The three items we speak of today are one, hospitalization and hospital preparedness, two, state of the pandemic and three, transportation and logistics.
Hospitalization
As you know, we announced that all hospitals will be placed under state administration. Central hospitals like AIIMS, JIPMER, Tata Hospital, Railway Hospitals and others are already under central administration, so that will continue. All private hospitals in the specific states have been put under the health department of that particular state.
As I speak, administrators, under the advice of ICMR and our panel of scientists, are going through present and future registrations, patient status and expected admissions, and are in the process of freeing up beds. We have freed up the following numbers:
- Critical care beds: 898
- Intensive care beds: 5602
- General and ward beds: 22892
We will be adding around 100 more beds in critical care. We will be adding around 1000 more in intensive and double the bed capacity in general.
Clearly, this is woefully short of what the situation may require. We also have to cater to non Covid19 requirements. So we are looking at augmenting the general and ward capacity. One of the possibilities is to transform the quarantine facilities vacated in the next few days. We are looking at all other options too.
Unfortunately, these beds, especially critical care, are not evenly distributed. We are aware of this, and we will come back to this issue during the course of this conference.
We have issued orders for all hospital dealing with Covid19 to follow the triage process.
Do you know what a triage process is?
Okay, look it up! We will strictly follow this process to ensure that we optimize medical care. There will be no discrimination – anyone whether rich, poor, Hindu, Muslim, Uppercaste, Lowercaste, tribal, skin tone, film star… we will be very strictly following the triage process. The decision to admit a patient will be solely based on the state of the patient.
PB Director: No interruptions please. Questions will be allowed.

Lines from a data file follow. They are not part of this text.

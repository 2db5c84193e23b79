use clap::{Args, Parser, Subcommand};
use std::path::PathBuf;

#[derive(Parser, Debug)]
#[command(name = "spysh")]
#[command(version)]
#[command(about = "Password-protected remote shell that records every session", long_about = None)]
pub struct Cli {
    #[command(subcommand)]
    pub command: Command,
}

#[derive(Subcommand, Debug)]
pub enum Command {
    /// TCP 서버 실행
    Server(ServerArgs),
    /// 현재 터미널에서 세션 하나 실행
    Local(LocalArgs),
}

#[derive(Args, Debug)]
pub struct ServerArgs {
    /// 바인딩 호스트 (기본값 0.0.0.0)
    #[arg(long)]
    pub host: Option<String>,

    /// 포트
    #[arg(short = 'p', long, env = "PORT")]
    pub port: Option<u16>,

    /// 접속 비밀번호
    #[arg(long, env = "PASSWORD", hide_env_values = true)]
    pub password: Option<String>,

    /// 비밀번호 없이 접속 허용 (비밀번호가 지정되면 무시됨)
    #[arg(long)]
    pub no_auth: bool,

    /// 트랜스크립트 디렉토리 (기본값 ./transcripts)
    #[arg(long, env = "LOG_DIR")]
    pub transcript_dir: Option<PathBuf>,

    /// 설정 파일 경로 (기본값 ~/.spysh/config.toml)
    #[arg(short = 'c', long)]
    pub config: Option<PathBuf>,

    /// 서버 로그를 stderr 대신 이 파일에 추가
    #[arg(long)]
    pub log_file: Option<PathBuf>,
}

#[derive(Args, Debug)]
pub struct LocalArgs {
    /// 트랜스크립트 파일
    #[arg(short = 't', long, default_value = "transcript.txt")]
    pub transcript: PathBuf,
}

Which brings me to the second topic. The state of the pandemic.
The State of the Pandemic
Today we have crossed the 500 infections threshold. It is not good. We seem to be following the US trajectory, which is not good.

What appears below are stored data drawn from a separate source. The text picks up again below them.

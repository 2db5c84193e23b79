pub mod auth;
pub mod server;

pub use auth::{AuthOutcome, Secret};
pub use server::{Server, ServerConfig};
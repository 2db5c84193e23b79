use crate::error::{Result, ShellError};
use std::ffi::OsString;
use std::os::unix::ffi::OsStringExt;

/// 실행할 프로그램과 인자 (클라이언트가 보낸 바이트 그대로)
#[derive(Debug, Clone, PartialEq, Eq)]
pub struct ParsedCommand {
    pub program: OsString,
    pub args: Vec<OsString>,
}

impl ParsedCommand {
    /// 한 줄을 명령어로 변환
    ///
    /// 토큰이 없으면 `Ok(None)`, 따옴표나 백슬래시가 짝이 맞지 않으면
    /// `UnbalancedQuotes` 에러를 반환합니다.
    pub fn parse(line: impl AsRef<[u8]>) -> Result<Option<Self>> {
        let mut tokens = split(line.as_ref())?.into_iter().map(OsString::from_vec);
        Ok(tokens.next().map(|program| Self {
            program,
            args: tokens.collect(),
        }))
    }
}

#[derive(Clone, Copy, PartialEq)]
enum Quote {
    None,
    Single,
    Double,
}

/// 셸 방식의 단어 분리 (확장, 글로브, 리다이렉션은 해석하지 않음)
///
/// 특수 문자는 모두 ASCII이므로 UTF-8이 아닌 바이트도 그대로 통과합니다.
pub fn split(line: &[u8]) -> Result<Vec<Vec<u8>>> {
    let unbalanced = || ShellError::UnbalancedQuotes(String::from_utf8_lossy(line).into_owned());

    let mut tokens = Vec::new();
    let mut current = Vec::new();
    // '' 처럼 빈 따옴표도 토큰 하나로 취급
    let mut in_word = false;
    let mut quote = Quote::None;
    let mut bytes = line.iter().copied();

    while let Some(b) = bytes.next() {
        match quote {
            Quote::Single => {
                if b == b'\'' {
                    quote = Quote::None;
                } else {
                    current.push(b);
                }
            }
            Quote::Double => match b {
                b'"' => quote = Quote::None,
                b'\\' => {
                    let next = bytes.next().ok_or_else(unbalanced)?;
                    if !matches!(next, b'$' | b'`' | b'"' | b'\\' | b'\n') {
                        current.push(b'\\');
                    }
                    current.push(next);
                }
                _ => current.push(b),
            },
            Quote::None => match b {
                b'\'' => {
                    quote = Quote::Single;
                    in_word = true;
                }
                b'"' => {
                    quote = Quote::Double;
                    in_word = true;
                }
                b'\\' => {
                    current.push(bytes.next().ok_or_else(unbalanced)?);
                    in_word = true;
                }
                c if c.is_ascii_whitespace() => {
                    if in_word {
                        tokens.push(std::mem::take(&mut current));
                        in_word = false;
                    }
                }
                c => {
                    current.push(c);
                    in_word = true;
                }
            },
        }
    }

    if quote != Quote::None {
        return Err(unbalanced());
    }
    if in_word {
        tokens.push(current);
    }

    Ok(tokens)
}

We have seen evidence of community transmission of this virus.
PB Director: Silence please. Sir, please continue.
The cases are few. But significant that they are there.
As we have seen from other countries, this was inevitable. Many of us are still thinking “Stopping the Corona Virus.” The time has come to accept that all we can realistically do is to “Slow down the Corona Virus.”
Stopping it is no longer an option.
PB Director: Silence please. Sir, please continue.
Our discussion and decisions today are on that basis. I would like everyone in this country to start thinking and practicing long term alteration of habits. I mentioned this in my address on March 22. Lockdowns are good for the time being. But these are not enough. The cost of lockdowns are high, and I am not just talking of business and government. Millions of people live hand-to-mouth in this country, too many of us. We need to think of them before we pursue further lockdowns. We can sustain, at best, till the end of this week. Let us come to terms that the virus is not going to go back abroad at the end of this week. Having said that, we are not in a position to open everything up.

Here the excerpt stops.